Milliken Mine
- Location: Elliot Lake, Ontario, Canada; 46°24′12.89″N 082°37′40.10″W﻿ / ﻿46.4035806°N 82.6278056°W;
- Products: Uranium
- Production: 6.3 Mt ore
- Opened: 1958
- Closed: 1964
- Company: Rio Algom

= Milliken Mine =

Uranium mine in Ontario, Canada

The Milliken Mine is an abandoned uranium mine located approximately 2.5 km northeast of Elliot Lake, Ontario, owned and operated by Rio Algom Ltd. The site has been rehabilitated and its tailings facility is currently undergoing environmental monitoring by Denison Environmental Services as part of the monitoring of the Stanleigh Mine and tailings facility.
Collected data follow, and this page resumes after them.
//! Domain models for the scanner service

pub mod book;
pub mod scan;

pub use book::{Book, BookDetail, BookRecord, BookSummary, SidecarMetadata};
pub use scan::{ScanItemError, ScanRun, ScanRunStatus, ScanStatus, ScanSummary, ScanType};
//! Per-title metadata extraction
//!
//! Reads one book directory, classifies its files, merges the optional
//! `metadata.json` sidecar with directory-name fallbacks, and produces a
//! normalized [`BookRecord`]. Pure with respect to the database: the only
//! inputs are the directory contents at call time.

use crate::models::book::{BookRecord, SidecarMetadata};
use base64::engine::general_purpose::STANDARD as BASE64;
use base64::Engine;
use chrono::{NaiveDate, Utc};
use shelfmark_common::Result;
use std::path::{Path, PathBuf};
use tracing::{debug, warn};

/// Sidecar file name (one per book directory, optional).
const SIDECAR_FILE: &str = "metadata.json";

/// Audio format detection order. The first extension present wins.
const FORMAT_PRECEDENCE: [&str; 4] = ["m4b", "mp3", "m4a", "flac"];

pub struct MetadataExtractor {
    library_root: PathBuf,
}

impl MetadataExtractor {
    pub fn new(library_root: impl Into<PathBuf>) -> Self {
        Self {
            library_root: library_root.into(),
        }
    }

    /// Extract a normalized record from one book directory.
    ///
    /// Returns `Ok(None)` when the directory holds no audio files (not an
    /// error; the directory is simply not a book).
    pub fn scan_book_directory(
        &self,
        book_path: &Path,
        author_dir: &str,
        book_dir: &str,
    ) -> Result<Option<BookRecord>> {
        // Sorted so format and cover selection are deterministic across
        // filesystems.
        let mut file_names = Vec::new();
        for entry in std::fs::read_dir(book_path)? {
            let entry = entry?;
            file_names.push(entry.file_name().to_string_lossy().into_owned());
        }
        file_names.sort();

        let metadata = self.read_sidecar(book_path, &file_names);

        let audio_files: Vec<&String> =
            file_names.iter().filter(|f| is_audio_file(f)).collect();
        let cover_files: Vec<&String> =
            file_names.iter().filter(|f| is_cover_file(f)).collect();
        let ebook_files: Vec<String> = file_names
            .iter()
            .filter(|f| is_ebook_file(f))
            .cloned()
            .collect();

        if audio_files.is_empty() {
            debug!(path = %book_path.display(), "No audio files found, skipping directory");
            return Ok(None);
        }

        let published_date = metadata
            .published_year
            .as_ref()
            .and_then(|y| y.as_i64())
            .and_then(|y| i32::try_from(y).ok())
            .and_then(|y| NaiveDate::from_ymd_opt(y, 1, 1));

        let series_name = metadata.series.clone();

        let record = BookRecord {
            external_id: self.external_id(book_path),
            title: metadata.title.clone().unwrap_or_else(|| book_dir.to_string()),
            subtitle: metadata.subtitle.clone(),
            author_name: metadata
                .author
                .clone()
                .unwrap_or_else(|| author_dir.to_string()),
            description: metadata.description.clone().or_else(|| metadata.summary.clone()),
            isbn: metadata.isbn.clone(),
            asin: metadata.asin.clone(),
            language: metadata.language.clone().unwrap_or_else(|| "en".to_string()),
            publisher: metadata.publisher.clone(),
            published_date,
            duration_seconds: metadata.duration.map(|d| d.round() as i64).unwrap_or(0),
            format: detect_format(&audio_files).to_string(),
            cover_image_path: cover_files
                .first()
                .map(|f| book_path.join(f).to_string_lossy().into_owned()),
            file_path: book_path.to_string_lossy().into_owned(),
            is_series: series_name.is_some(),
            series_name,
            series_sequence: metadata.sequence.as_ref().and_then(|s| s.as_i64()),
            genres: metadata.genres.clone(),
            ebook_files,
            last_scanned: Utc::now(),
        };

        Ok(Some(record))
    }

    /// Deterministic external key: base64 of the path relative to the
    /// library root. Re-scanning an unchanged directory always yields the
    /// same key; moving the directory yields a new one.
    fn external_id(&self, book_path: &Path) -> String {
        let relative = book_path
            .strip_prefix(&self.library_root)
            .unwrap_or(book_path);
        BASE64.encode(relative.to_string_lossy().as_bytes())
    }

    /// Parse the sidecar if present. A sidecar that cannot be read or
    /// parsed downgrades to a warning; the item is still extracted from
    /// directory names.
    fn read_sidecar(&self, book_path: &Path, file_names: &[String]) -> SidecarMetadata {
        if !file_names.iter().any(|f| f == SIDECAR_FILE) {
            return SidecarMetadata::default();
        }
        let sidecar_path = book_path.join(SIDECAR_FILE);
        let content = match std::fs::read_to_string(&sidecar_path) {
            Ok(content) => content,
            Err(e) => {
                warn!(path = %sidecar_path.display(), error = %e, "Failed to read metadata.json");
                return SidecarMetadata::default();
            }
        };
        match serde_json::from_str(&content) {
            Ok(metadata) => metadata,
            Err(e) => {
                warn!(path = %sidecar_path.display(), error = %e, "Failed to parse metadata.json");
                SidecarMetadata::default()
            }
        }
    }
}

fn file_extension(name: &str) -> Option<String> {
    Path::new(name)
        .extension()
        .map(|e| e.to_string_lossy().to_lowercase())
}

fn is_audio_file(name: &str) -> bool {
    matches!(
        file_extension(name).as_deref(),
        Some("m4b" | "mp3" | "m4a" | "aac" | "ogg" | "flac")
    )
}

fn is_cover_file(name: &str) -> bool {
    let lower = name.to_lowercase();
    let Some((stem, ext)) = lower.rsplit_once('.') else {
        return false;
    };
    matches!(stem, "cover" | "folder") && matches!(ext, "jpg" | "jpeg" | "png" | "webp")
}

fn is_ebook_file(name: &str) -> bool {
    matches!(
        file_extension(name).as_deref(),
        Some("epub" | "pdf" | "mobi" | "azw3")
    )
}

fn detect_format(audio_files: &[&String]) -> &'static str {
    for format in FORMAT_PRECEDENCE {
        if audio_files
            .iter()
            .any(|f| file_extension(f).as_deref() == Some(format))
        {
            return format;
        }
    }
    "unknown"
}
The site was in operation from 1958 to 1964, during which time it produced 6.3 million tonnes of ore

A company townsite existed on the west side of the Milliken Mine road, 1/2 km from the mine. It provided accommodations for staff employees. In the early 1970s, the townsite became abandoned as all the houses were relocated to empty lots in Elliot Lake or transported to other communities along the North Shore of highway 17.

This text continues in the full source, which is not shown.